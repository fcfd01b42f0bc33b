/// Axis-aligned 2D bounding rectangle. The null envelope covers nothing and is
/// what empty geometries and NULL extents decode to.
#[derive(Debug, Clone, Copy, PartialEq)]
pub struct Envelope {
    min_x: f64,
    max_x: f64,
    min_y: f64,
    max_y: f64,
}

impl Envelope {
    #[must_use]
    pub const fn null() -> Self {
        Self {
            min_x: f64::INFINITY,
            max_x: f64::NEG_INFINITY,
            min_y: f64::INFINITY,
            max_y: f64::NEG_INFINITY,
        }
    }

    #[must_use]
    pub fn new(x1: f64, x2: f64, y1: f64, y2: f64) -> Self {
        Self {
            min_x: x1.min(x2),
            max_x: x1.max(x2),
            min_y: y1.min(y2),
            max_y: y1.max(y2),
        }
    }

    #[must_use]
    pub fn is_null(&self) -> bool {
        self.min_x > self.max_x
    }

    #[must_use]
    pub fn min_x(&self) -> f64 {
        self.min_x
    }

    #[must_use]
    pub fn max_x(&self) -> f64 {
        self.max_x
    }

    #[must_use]
    pub fn min_y(&self) -> f64 {
        self.min_y
    }

    #[must_use]
    pub fn max_y(&self) -> f64 {
        self.max_y
    }

    pub fn expand_to_include(&mut self, x: f64, y: f64) {
        self.min_x = self.min_x.min(x);
        self.max_x = self.max_x.max(x);
        self.min_y = self.min_y.min(y);
        self.max_y = self.max_y.max(y);
    }

    pub fn expand_to_include_envelope(&mut self, other: &Envelope) {
        if other.is_null() {
            return;
        }
        self.expand_to_include(other.min_x, other.min_y);
        self.expand_to_include(other.max_x, other.max_y);
    }
}

impl Default for Envelope {
    fn default() -> Self {
        Self::null()
    }
}

#[derive(Debug, Clone, Copy, PartialEq)]
pub struct ReferencedEnvelope {
    pub envelope: Envelope,
    pub srid: Option<i32>,
}
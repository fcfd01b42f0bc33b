/// Renders a string literal with backslashes doubled and single quotes
/// backslash-escaped. `None` renders as the empty literal.
#[must_use]
pub fn quote_value(value: Option<&str>) -> String {
    let value = value.unwrap_or_default();
    let mut quoted = String::with_capacity(value.len() + 2);
    quoted.push('\'');
    for ch in value.chars() {
        match ch {
            '\\' => quoted.push_str("\\\\"),
            '\'' => quoted.push_str("\\'"),
            _ => quoted.push(ch),
        }
    }
    quoted.push('\'');
    quoted
}

/// MonetDB identifiers are lowercase alphanumerics; every run of other
/// characters collapses into a single underscore.
#[must_use]
pub fn prepare_identifier(identifier: &str) -> String {
    let mut prepared = String::with_capacity(identifier.len());
    let mut in_separator_run = false;

    for ch in identifier.to_lowercase().chars() {
        if ch.is_ascii_alphanumeric() {
            prepared.push(ch);
            in_separator_run = false;
        } else if !in_separator_run {
            prepared.push('_');
            in_separator_run = true;
        }
    }

    prepared
}

#[must_use]
pub fn quote_identifier(identifier: &str) -> String {
    format!("\"{}\"", prepare_identifier(identifier))
}

/// Double-quotes a name as the store saw it, without normalization.
/// Embedded double quotes are doubled.
pub(crate) fn escape_name(name: &str) -> String {
    format!("\"{}\"", name.replace('"', "\"\""))
}

pub(crate) fn qualified_name(schema: &str, table: &str) -> String {
    format!("{}.{}", escape_name(schema), escape_name(table))
}
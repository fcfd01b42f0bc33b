mod dry_run;
mod error_presentation;
mod feature_file;

use std::{
    fs,
    io::{self, IsTerminal, Read},
    path::PathBuf,
    process::ExitCode,
};

use clap::{Args, Parser, Subcommand};
use geodialect_core::{Param, Params, Sample, SqlDialect, Version};
use geodialect_dialect_monetdb::{
    DATABASE, DBTYPE, DIALECT_NAME, DialectConfig, HOST, MonetDbDataStoreFactory, MonetDbDialect,
    MonetDbJndiDataStoreFactory, PORT,
};
use tracing::debug;
use tracing_subscriber::EnvFilter;

use crate::{
    dry_run::DryRunAdapter,
    error_presentation::{CliError, CliResult, render_runtime_error},
    feature_file::parse_feature_type,
};

#[derive(Debug, Parser)]
#[command(
    name = "geodialect",
    version,
    about = "Render MonetDB spatial SQL without a database connection"
)]
struct Cli {
    /// Log every rendered statement at debug level.
    #[arg(long, short, global = true)]
    verbose: bool,
    #[command(subcommand)]
    command: Command,
}

#[derive(Debug, Subcommand)]
enum Command {
    /// Print the JDBC connection URL for a database.
    Url(UrlArgs),
    /// List the parameters accepted by the data store factory.
    Params(ParamsArgs),
    /// Print the spatial DDL issued after creating or dropping a feature table.
    Ddl(DdlArgs),
}

#[derive(Debug, Args)]
struct UrlArgs {
    #[arg(long)]
    host: Option<String>,
    #[arg(long)]
    port: Option<String>,
    database: String,
}

#[derive(Debug, Args)]
struct ParamsArgs {
    /// Show the JNDI factory parameters instead.
    #[arg(long)]
    jndi: bool,
}

#[derive(Debug, Args)]
struct DdlArgs {
    /// Feature type YAML; read from stdin when omitted.
    #[arg(long)]
    file: Option<PathBuf>,
    #[arg(long)]
    schema: Option<String>,
    #[arg(long, default_value = "3.4.0", value_parser = parse_version)]
    spatial_version: Version,
    /// Render the cleanup issued after the table is dropped.
    #[arg(long)]
    drop: bool,
}

fn main() -> ExitCode {
    let cli = Cli::parse();
    init_logging(cli.verbose);

    match run(cli.command) {
        Ok(()) => ExitCode::SUCCESS,
        Err(error) => {
            eprintln!("{}", render_runtime_error(error));
            ExitCode::FAILURE
        }
    }
}

fn init_logging(verbose: bool) {
    let filter = if verbose {
        EnvFilter::new("debug")
    } else {
        EnvFilter::try_from_default_env().unwrap_or_else(|_| EnvFilter::new("warn"))
    };

    tracing_subscriber::fmt()
        .with_env_filter(filter)
        .with_target(false)
        .without_time()
        .with_writer(io::stderr)
        .init();
}

fn run(command: Command) -> CliResult<()> {
    match command {
        Command::Url(args) => print_url(args),
        Command::Params(args) => {
            print_params(args);
            Ok(())
        }
        Command::Ddl(args) => print_ddl(args),
    }
}

fn print_url(args: UrlArgs) -> CliResult<()> {
    let mut params = Params::new()
        .with(DBTYPE.key, DIALECT_NAME)
        .with(DATABASE.key, args.database);
    if let Some(host) = args.host {
        params.insert(HOST.key, host);
    }
    if let Some(port) = args.port {
        params.insert(PORT.key, port);
    }

    println!("{}", MonetDbDataStoreFactory.jdbc_url(&params)?);
    Ok(())
}

fn print_params(args: ParamsArgs) {
    let (display_name, parameters) = if args.jndi {
        let factory = MonetDbJndiDataStoreFactory;
        (factory.display_name(), factory.parameters())
    } else {
        let factory = MonetDbDataStoreFactory;
        (factory.display_name(), factory.parameters())
    };

    println!("{display_name}");
    for param in &parameters {
        println!(
            "{}\t{}\t{}\t{}",
            param.key,
            if param.required { "required" } else { "optional" },
            sample_text(param),
            param.description
        );
    }
}

fn sample_text(param: &Param) -> String {
    match param.sample {
        Some(Sample::Text(value)) => value.to_string(),
        Some(Sample::Integer(value)) => value.to_string(),
        Some(Sample::Bool(value)) => value.to_string(),
        None => "-".to_string(),
    }
}

fn print_ddl(args: DdlArgs) -> CliResult<()> {
    let yaml = read_feature_type_input(args.file.as_ref())?;
    let feature_type = parse_feature_type(&yaml)?;

    let mut config = DialectConfig::default();
    if let Some(schema) = args.schema {
        config.schema = schema;
    }
    let dialect = MonetDbDialect::new(config);
    let adapter = DryRunAdapter::new(args.spatial_version);
    debug!(
        "rendering {} DDL for table {}",
        if args.drop { "post-drop" } else { "post-create" },
        feature_type.name
    );

    if args.drop {
        dialect.post_drop_table(None, &feature_type, &adapter)?;
    } else {
        dialect.post_create_table(None, &feature_type, &adapter)?;
    }

    for sql in adapter.into_statements() {
        println!("{sql};");
    }
    Ok(())
}

fn read_feature_type_input(file: Option<&PathBuf>) -> CliResult<String> {
    let input = match file {
        Some(path) => fs::read_to_string(path).map_err(|source| CliError::ReadFile {
            path: path.clone(),
            source,
        })?,
        None => {
            let mut stdin = io::stdin();
            if stdin.is_terminal() {
                return Err(CliError::MissingFeatureTypeInput);
            }
            let mut input = String::new();
            stdin
                .read_to_string(&mut input)
                .map_err(CliError::ReadStdin)?;
            input
        }
    };

    if input.trim().is_empty() {
        return Err(CliError::MissingFeatureTypeInput);
    }
    Ok(input)
}

fn parse_version(raw: &str) -> Result<Version, String> {
    Version::parse(raw).ok_or_else(|| format!("`{raw}` is not a version number"))
}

__Task goal__: Every line of the material that holds "quoted" should be copied out as the answer.

__Solution__:
    let mut quoted = String::with_capacity(value.len() + 2);
    quoted.push('\'');
            '\\' => quoted.push_str("\\\\"),
            '\'' => quoted.push_str("\\'"),
            _ => quoted.push(ch),
    quoted.push('\'');
    quoted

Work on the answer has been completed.